The Minister of Aviation Hadi Sirika disclosed this on Wednesday while briefing State House Correspondents at the end of the virtual Federal Executive Council meeting presided over by the President, Major General Muhammadu Buhari (retd.) at the Presidential Villa, Abuja.
The Minister explained that in the new national carrier, the federal government will own not more than five per cent equity shares. While Nigerian entrepreneurs and prospective international strategic partners will own 46 per cent and 49 per cent equity shares respectively.
He explained that the Federal Executive Council approved the new national carrier, adding that the new carrier in a few years after it goes operational, would generate about 70,000 jobs which he said is higher than the total federal civil servants in the country.
Sirika recalled that over 400,000 Nigerians participated in choosing the name which was unveiled in 2018.
He said, “Today in Council, civil aviation presented two memoranda. The first one is approval for the award of contract for the provision of Automated Civil Aviation Regulatory Equipment, including software support and training, which will be located in Nnamdi Azikiwe International Airport.
“In summary, this is a software that will allow all of the activities of civil aviation regulation to be done electronically on one platform, including payments, including follow-ups on personnel licensing, the medicals, the economic regulation of airlines, safety regulation of airlines and all other businesses within the envelope of civil aviation will be monitored by this single software.

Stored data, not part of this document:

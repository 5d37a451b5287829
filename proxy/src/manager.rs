//! The proxy manager ties the alias registry, the symbol table, the container
//! and the proxy binding together. It is what clients interact with at runtime.

use crate::config::ProxyConfig;
use crate::container::ServiceContainer;
use crate::dispatch::{Args, Dispatch, Value};
use crate::error::Result;
use crate::proxy::ProxyBinding;
use crate::registry::AliasRegistry;
use crate::scope::ResolutionScope;
use crate::symbols::SymbolTable;
use parking_lot::RwLock;
use std::sync::Arc;

pub struct ProxyManager {
  container: RwLock<Arc<dyn ServiceContainer>>,
  registry: Arc<AliasRegistry>,
  symbols: Arc<SymbolTable>,
  binding: ProxyBinding,
}

impl ProxyManager {
  /// Creates a manager with a fresh registry and a fresh binding.
  pub fn new(container: Arc<dyn ServiceContainer>, symbols: Arc<SymbolTable>) -> Self {
    Self {
      container: RwLock::new(container),
      registry: Arc::new(AliasRegistry::new()),
      symbols,
      binding: ProxyBinding::new(),
    }
  }

  /// Uses `registry` instead of a fresh one.
  pub fn with_registry(mut self, registry: Arc<AliasRegistry>) -> Self {
    self.registry = registry;
    self
  }

  /// Binds the container into `binding` instead of a fresh one, so proxies
  /// created elsewhere share it.
  ///
  /// Call this before [`declare_proxy`](Self::declare_proxy): proxies built
  /// from the previous binding keep reading the previous slot. A container
  /// already bound into the previous slot is bound into `binding` too.
  pub fn with_binding(mut self, binding: ProxyBinding) -> Self {
    if self.binding.is_configured() {
      binding.set_container(self.container.read().clone());
    }
    self.binding = binding;
    self
  }

  /// Enables static proxies: installs the registry into the symbol table and
  /// binds the container into the proxies.
  ///
  /// Already enabled managers return `true` without touching anything. If the
  /// registry cannot be installed the container is left unbound and `false`
  /// is returned.
  pub fn enable(&self, scope: ResolutionScope) -> bool {
    if self.registry.is_registered() {
      return true;
    }

    if self.registry.register(&self.symbols, scope) {
      self.binding.set_container(self.container.read().clone());
      tracing::debug!("Static proxies enabled");
    }

    self.registry.is_registered()
  }

  pub fn is_enabled(&self) -> bool {
    self.registry.is_registered()
  }

  /// Adds an alias for the proxy symbol named `proxy`.
  pub fn add_proxy(&self, alias: &str, proxy: &str) -> Result<&Self> {
    self.registry.add_alias(alias, proxy)?;
    Ok(self)
  }

  /// Defines a proxy symbol in the symbol table under `name`.
  pub fn declare_proxy(&self, name: &str, proxy: impl Dispatch + 'static) -> Result<&Self> {
    self.symbols.declare(name, proxy)?;
    Ok(self)
  }

  /// Replaces the container and rebinds it right away, enabled or not.
  pub fn set_container(&self, container: Arc<dyn ServiceContainer>) -> &Self {
    *self.container.write() = container.clone();
    self.binding.set_container(container);
    self
  }

  /// Adds every configured alias, then enables with the configured scope.
  pub fn apply_config(&self, config: &ProxyConfig) -> Result<bool> {
    for (alias, proxy) in &config.aliases {
      self.add_proxy(alias, proxy)?;
    }
    Ok(self.enable(config.scope.clone()))
  }

  /// Calls `method` on the symbol `name` resolves to.
  pub fn call(&self, name: &str, method: &str, args: Args) -> Result<Value> {
    self.symbols.call(name, method, args)
  }

  pub fn container(&self) -> Arc<dyn ServiceContainer> {
    self.container.read().clone()
  }

  pub fn binding(&self) -> &ProxyBinding {
    &self.binding
  }

  pub fn registry(&self) -> &Arc<AliasRegistry> {
    &self.registry
  }

  pub fn symbols(&self) -> &Arc<SymbolTable> {
    &self.symbols
  }
}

“It is called ‘the truth machine’ in Europe because all of the truth of regulation of civilization will appear on this platform. It’s extremely important software that the world has now come to terms with.

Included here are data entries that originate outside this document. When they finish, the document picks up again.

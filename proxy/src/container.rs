//! The boundary between static proxies and whatever holds the real instances.

use crate::error::Result;
use std::any::Any;
use std::sync::Arc;

/// A key → instance lookup service.
///
/// Proxies never construct instances themselves; every forwarded call asks the
/// container for the instance registered under the proxy's identifier.
pub trait ServiceContainer: Send + Sync {
  /// Returns the instance registered under `key`, or [`KeyNotFound`](crate::Error::KeyNotFound).
  fn get(&self, key: &str) -> Result<Arc<dyn Any + Send + Sync>>;

  fn has(&self, key: &str) -> bool {
    self.get(key).is_ok()
  }
}

#[cfg(feature = "ioc")]
impl ServiceContainer for fibre_ioc::Container {
  fn get(&self, key: &str) -> Result<Arc<dyn Any + Send + Sync>> {
    self.get_any(key).map_err(Into::into)
  }

  fn has(&self, key: &str) -> bool {
    self.contains(key)
  }
}
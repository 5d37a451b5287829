//! Core, non-public data structures for the IoC container.

use crate::error::ContainerError;
use std::any::Any;
use std::cell::RefCell;
use std::collections::HashSet;
use std::sync::Arc;

/// A type-erased, shareable service instance as stored in the container.
pub type SharedInstance = Arc<dyn Any + Send + Sync>;

pub(crate) type Factory = Box<dyn Fn() -> SharedInstance + Send + Sync>;

thread_local! {
  // Keys currently being resolved on this thread. A key showing up twice
  // means a factory asked for itself, directly or through other services.
  static RESOLVING_STACK: RefCell<HashSet<String>> = RefCell::new(HashSet::new());
}

/// An RAII guard to detect circular dependencies.
///
/// Entering adds the key to the thread-local resolution stack and fails if the
/// key is already there. Dropping the guard removes the key again.
pub(crate) struct ResolutionGuard {
  key: String,
}

impl ResolutionGuard {
  pub(crate) fn enter(key: &str) -> Result<Self, ContainerError> {
    RESOLVING_STACK.with(|stack| {
      // `insert` returns `false` if the value was already present.
      if !stack.borrow_mut().insert(key.to_owned()) {
        return Err(ContainerError::CircularDependency {
          key: key.to_owned(),
        });
      }
      Ok(Self {
        key: key.to_owned(),
      })
    })
  }
}

impl Drop for ResolutionGuard {
  fn drop(&mut self) {
    RESOLVING_STACK.with(|stack| {
      stack.borrow_mut().remove(&self.key);
    });
  }
}

pub(crate) enum Provider {
  Singleton {
    cell: once_cell::sync::OnceCell<SharedInstance>,
    factory: Option<Factory>,
  },
  Transient {
    factory: Factory,
  },
}

impl Provider {
  pub(crate) fn ready(instance: SharedInstance) -> Self {
    Provider::Singleton {
      cell: once_cell::sync::OnceCell::with_value(instance),
      factory: None,
    }
  }

  pub(crate) fn lazy(factory: Factory) -> Self {
    Provider::Singleton {
      cell: once_cell::sync::OnceCell::new(),
      factory: Some(factory),
    }
  }

  pub(crate) fn instance(&self) -> Option<SharedInstance> {
    match self {
      Provider::Singleton { cell, factory } => match cell.get() {
        Some(instance) => Some(instance.clone()),
        None => factory
          .as_ref()
          .map(|factory| cell.get_or_init(factory).clone()),
      },
      Provider::Transient { factory } => Some(factory()),
    }
  }
}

“The contract was given to Messrs. Arif Investment Nigeria Limited, who are representatives of Empik GmbH. This Empik is the creators of this software, one of its kind in the world, at the sum of N1,492,520,325, which will be including 7.5% VAT and a completion period of six months. So that’s the first memoranda.
“The next one also is approval of the outline business case for the establishment of the national carrier and this is the sixth time the memorandum appeared before Council. The sixth time, we got lucky to be passed by Council.
“The structure of the proposed airline; the government will be owning not more than 5%. So, 5 per cent is the maximum equity that government will take, then 46% will be owned by Nigerian entrepreneurs. So, if you add that, it’s 51%.”
Sirika added that with a 51 per cent share, Nigerians will own the majority while 49% will be held by strategic equity partners that will be sourced during the procurement phase.
He continued, “This airline if started, and within the first few years will generate about 70,000 jobs. These 70,000 jobs are higher than the total number of civil servants that we have in the country. Its importance had been well discussed so; I’ll not go back to it. You had discussed it separately also on various fora as to the need for it.
“But one important item is the AU agenda 2063, which speaks to the integration of Africa, which speaks to the cause and trade within Africa that is intra-Africa and to which also another flagship project of AU agenda 2063 called the Single African Air Transport Market.
“Now, the only way, the quickest way that you can integrate Africa is by air because if you want to interconnect all the 54 nations of Africa, via rail or road, or waterways, which is even impossible, the quantum of money that you need to do all of these, the time it will take to develop this infrastructure, as well as the maintenance cost, is almost prohibitive.”
The minister affirmed that the target is “doable, it’s time-taking, but with aviation, within a year, once the right policy is in place, like SAATM, you can connect Africa and then, of course, the needed integration will happen. Part of AU agenda 2063 So, these are the two memoranda that were submitted, and gladly they were passed by Council.”
“The name is Nigerian Air which of course, if you remember back in time, this was subject to the national debate and 400,000 people participated, choose the name, the colour, the logo, everything and it was produced that time. It was launched also in Farnborough as far back as 2018.
“So, the business case is a public document. It will be on our website; you can download it and we can give you copies. This airline will pick up and start, by God’s grace, on or before April 2022.